The model layer is solved. The orchestration layer is catching up. The context layer — how agents discover, access, and act on external tools and data — is where the work is now. And it turns out that work is not engineering. It is product design.
The stack is almost complete
For years, building an AI product meant solving three problems at once: which model to use, how to orchestrate it, and how to connect it to real data. Each layer had its own bottleneck.
The model layer matured first. GPT-4, Claude, Gemini — frontier models now ship with reasoning, tool use, and instruction-following that would have seemed unrealistic two years ago. The orchestration layer followed. LangChain, CrewAI, AutoGen, and a dozen other frameworks turned multi-step agent workflows from research projects into something a product team could ship in a sprint.
The context layer was the last open problem. Before MCP, every model-to-tool connection was a custom integration. Build once, for one model, maintain forever. Anthropic launched MCP in November 2024 to standardise that connection. By March 2026, it had 97 million monthly SDK downloads, 10,000+ public servers, and native adoption from OpenAI, Google, Microsoft, and AWS. The Linux Foundation took governance in December 2025. 78% of enterprise AI teams now report at least one MCP-backed agent in production.
The protocol works. The stack is nearly complete. And yet 88% of AI agent pilots still never reach production.
That gap is not a model problem. It is not an orchestration problem. And it is not, strictly speaking, a protocol problem. It is a product design problem — hiding inside infrastructure decisions that nobody on the product team made deliberately.
By “product design,” we mean a specific set of decisions: what capabilities to expose to the agent and when, how to structure tool discovery so the agent can navigate without drowning in context, how to make permissions visible so users understand what the agent does on their behalf, and who in the organisation owns the agent’s behaviour. These are not UX decisions in the traditional sense — they don’t involve screens or layouts. But they shape whether the product works for real people.
The 88% figure comes from Forrester and Anaconda’s 2026 surveys. The 12% that succeed share four attributes: pre-deployment infrastructure investment, governance documentation before deployment, baseline metrics before pilots, and dedicated business ownership. Three of those four are product design decisions.
MCP in numbers:
- 97M monthly SDK downloads (March 2026)
- 10,000+ public MCP servers
- 78% enterprise AI teams — at least one MCP agent in production
- Adopted by OpenAI, Google, Microsoft, AWS
- Linux Foundation governance — December 2025
MCP in numbers:
- 97M monthly SDK downloads (March 2026)
- 10,000+ public MCP servers
- 78% enterprise AI teams — at least one MCP agent in production
- Adopted by OpenAI, Google, Microsoft, AWS
- Linux Foundation governance — December 2025
What MCP actually asks of product teams
MCP defines three primitives: tools (actions an agent can take), resources (context data it can read), and prompts (reusable templates). The protocol handles the plumbing. What it does not handle is the set of decisions that determine whether any of this works for a human being.
Three design problems surface the moment a team moves from “we have an MCP server” to “our users trust this agent.”
Tool discovery: what does the agent see, and when?
The naive approach is to expose every tool at once.
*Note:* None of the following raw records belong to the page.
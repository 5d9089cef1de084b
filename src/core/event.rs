//! Occupancy event type

use chrono::{DateTime, Utc};
use serde::{Deserialize, Serialize};

/// A timestamped +1/-1 delta recording an arrival or departure
///
/// One +1 event is appended per occupy and one -1 per matching release. The
/// log is append-only and exists solely to reconstruct the historical peak
/// concurrent occupancy: sort by time, run a cumulative sum, take the max.
#[derive(Debug, Clone, Copy, PartialEq, Eq, Serialize, Deserialize)]
pub struct OccupancyEvent {
    /// When the arrival or departure happened
    pub time: DateTime<Utc>,
    /// +1 for an arrival, -1 for a departure
    pub delta: i32,
}

impl OccupancyEvent {
    /// A vehicle entered a slot at `time`
    #[must_use]
    pub const fn arrival(time: DateTime<Utc>) -> Self {
        Self { time, delta: 1 }
    }

    /// A vehicle left a slot at `time`
    #[must_use]
    pub const fn departure(time: DateTime<Utc>) -> Self {
        Self { time, delta: -1 }
    }
}
//! Time source abstraction
//!
//! Operations stamp tickets and events with wall-clock time at the moment of
//! the call, never with caller-supplied instants. The clock is injected so
//! tests can run against deterministic timestamps.

use chrono::{DateTime, Utc};

/// A source of the current instant
pub trait Clock: Send + Sync {
    /// Returns the current instant
    fn now(&self) -> DateTime<Utc>;
}

/// Clock backed by the system wall clock
#[derive(Debug, Default, Clone, Copy)]
pub struct SystemClock;

impl Clock for SystemClock {
    fn now(&self) -> DateTime<Utc> {
        Utc::now()
    }
}

#[cfg(test)]
mod tests {
    use super::*;

    #[test]
    fn test_system_clock_is_monotonic_enough() {
        let clock = SystemClock;
        let a = clock.now();
        let b = clock.now();
        assert!(b >= a);
    }
}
An e-commerce platform with 300+ API operations loads over 36,000 tokens in tool definitions before the agent processes a single user request — roughly a fifth of Claude’s context window, consumed before any work begins.
Amazon Prime Video hit this wall in production. Their engineering team found that giving agents comprehensive tool access through centralised MCP servers actually degraded performance. More tools meant more confusion, more hallucination, worse outcomes. Their solution was progressive tool discovery — exposing a single “find tools” capability at initialisation, then loading only three or four context-appropriate tools per task. The Speakeasy team measured the difference: from 405,000 tokens for 400 tools down to 1,600–2,500 tokens. A 160× reduction.
Progressive discovery is, at its origin, an engineering optimisation. Teams adopt it to reduce cost and fight hallucination. But once the engineering pattern exists, a layer of product decisions sits on top. Which tools are in the default set? How does the agent communicate to the user that its current capabilities are limited? What happens when a request falls outside the loaded tool set — does the agent fail silently, escalate, or explain? These are not engineering questions. They are the same questions a product designer asks when structuring a navigation system — except the user is an AI agent, and the navigation happens in a context window instead of on a screen.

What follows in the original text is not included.